Using the data beneath, show every line that includes the word "logging".

╭─ AVAILABLE DATA

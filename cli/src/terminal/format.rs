use crate::terminal::colors;
use colored::*;
use scout_common::config::{Config, SourceKind};
use scout_core::Outcome;
use scout_core::sinks::truncate;

pub type Detail = (String, ColoredString);

pub fn status_to_detail(outcome: &Outcome) -> Detail {
    let value: ColoredString = match outcome {
        Outcome::Success { .. } => "SUCCESS".color(colors::SUCCESS).bold(),
        Outcome::Failure { kind, .. } => {
            format!("FAILURE ({kind})").color(colors::FAILURE).bold()
        }
    };
    ("Status".to_string(), value)
}

/// Payload or failure message, cut to `max_chars` and split into lines.
pub fn outcome_to_lines(outcome: &Outcome, max_chars: usize) -> Vec<String> {
    let text: &str = match outcome {
        Outcome::Success { payload } => payload,
        Outcome::Failure { message, .. } => message,
    };
    truncate(text, max_chars)
        .lines()
        .map(str::trim_end)
        .filter(|line| !line.is_empty())
        .map(str::to_string)
        .collect()
}

/// Readiness of one source under the current configuration.
pub fn readiness_to_detail(kind: SourceKind, cfg: &Config, nuclei_found: bool) -> Detail {
    let value: ColoredString = match kind {
        SourceKind::Nuclei if !nuclei_found => "nuclei binary not found".color(colors::FAILURE),
        _ => match cfg.missing_credential(kind) {
            Some(var) => format!("missing {var}").color(colors::CREDENTIAL),
            None => "ready".color(colors::SUCCESS),
        },
    };
    ("Status".to_string(), value)
}

// ╔════════════════════════════════════════════╗
// ║ ████████╗███████╗███████╗████████╗███████╗ ║
// ║ ╚══██╔══╝██╔════╝██╔════╝╚══██╔══╝██╔════╝ ║
// ║    ██║   █████╗  ███████╗   ██║   ███████╗ ║
// ║    ██║   ██╔══╝  ╚════██║   ██║   ╚════██║ ║
// ║    ██║   ███████╗███████║   ██║   ███████║ ║
// ║    ╚═╝   ╚══════╝╚══════╝   ╚═╝   ╚══════╝ ║
// ╚════════════════════════════════════════════╝
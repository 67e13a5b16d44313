mod commands;
mod terminal;

use anyhow::Context;
use commands::{CommandLine, Commands, scan, sources};
use scout_common::config::Config;
use terminal::{logging, print};

#[tokio::main]
async fn main() -> anyhow::Result<()> {
    let commands = CommandLine::parse_args();

    logging::init(commands.verbose);

    let mut cfg = Config::from_env(commands.env_file.as_deref())
        .context("loading environment")?;
    cfg.no_banner = commands.no_banner;
    cfg.quiet = commands.quiet;

    print::banner(cfg.no_banner, cfg.quiet);

    match commands.command {
        Commands::Scan(args) => {
            args.apply(&mut cfg);
            print::header("getting ready to scan", cfg.quiet);
            scan::scan(args.target, &cfg).await
        }
        Commands::Sources => {
            print::header("available sources", cfg.quiet);
            sources::list(&cfg);
            Ok(())
        }
    }
}
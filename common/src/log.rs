//! Thin wrappers around `tracing` so every crate logs through the same targets.
//!
//! The CLI formatter renders `scout::success` events with a success marker and
//! `scout::print` events verbatim, without any prefix.

pub const SUCCESS_TARGET: &str = "scout::success";
pub const PRINT_TARGET: &str = "scout::print";

#[macro_export]
macro_rules! info {
    ($($arg:tt)*) => {
        $crate::__tracing::info!($($arg)*)
    };
}

#[macro_export]
macro_rules! success {
    ($($arg:tt)*) => {
        $crate::__tracing::info!(target: "scout::success", $($arg)*)
    };
}

#[macro_export]
macro_rules! warn {
    ($($arg:tt)*) => {
        $crate::__tracing::warn!($($arg)*)
    };
}

#[macro_export]
macro_rules! error {
    ($($arg:tt)*) => {
        $crate::__tracing::error!($($arg)*)
    };
}

#[macro_export]
macro_rules! debug {
    ($($arg:tt)*) => {
        $crate::__tracing::debug!($($arg)*)
    };
}
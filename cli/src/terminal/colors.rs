use colored::Color;

pub const PRIMARY: Color = Color::TrueColor { r: 120, g: 200, b: 255 };
pub const ACCENT: Color = Color::TrueColor { r: 255, g: 165, b: 0 };
pub const SEPARATOR: Color = Color::BrightBlack;
pub const TEXT_DEFAULT: Color = Color::White;

pub const SUCCESS: Color = Color::Green;
pub const FAILURE: Color = Color::Red;
pub const PAYLOAD: Color = Color::TrueColor { r: 200, g: 200, b: 200 };
pub const CREDENTIAL: Color = Color::Yellow;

╰─

* SOLUTION TO THE PROBLEM:
use terminal::{logging, print};
    logging::init(commands.verbose);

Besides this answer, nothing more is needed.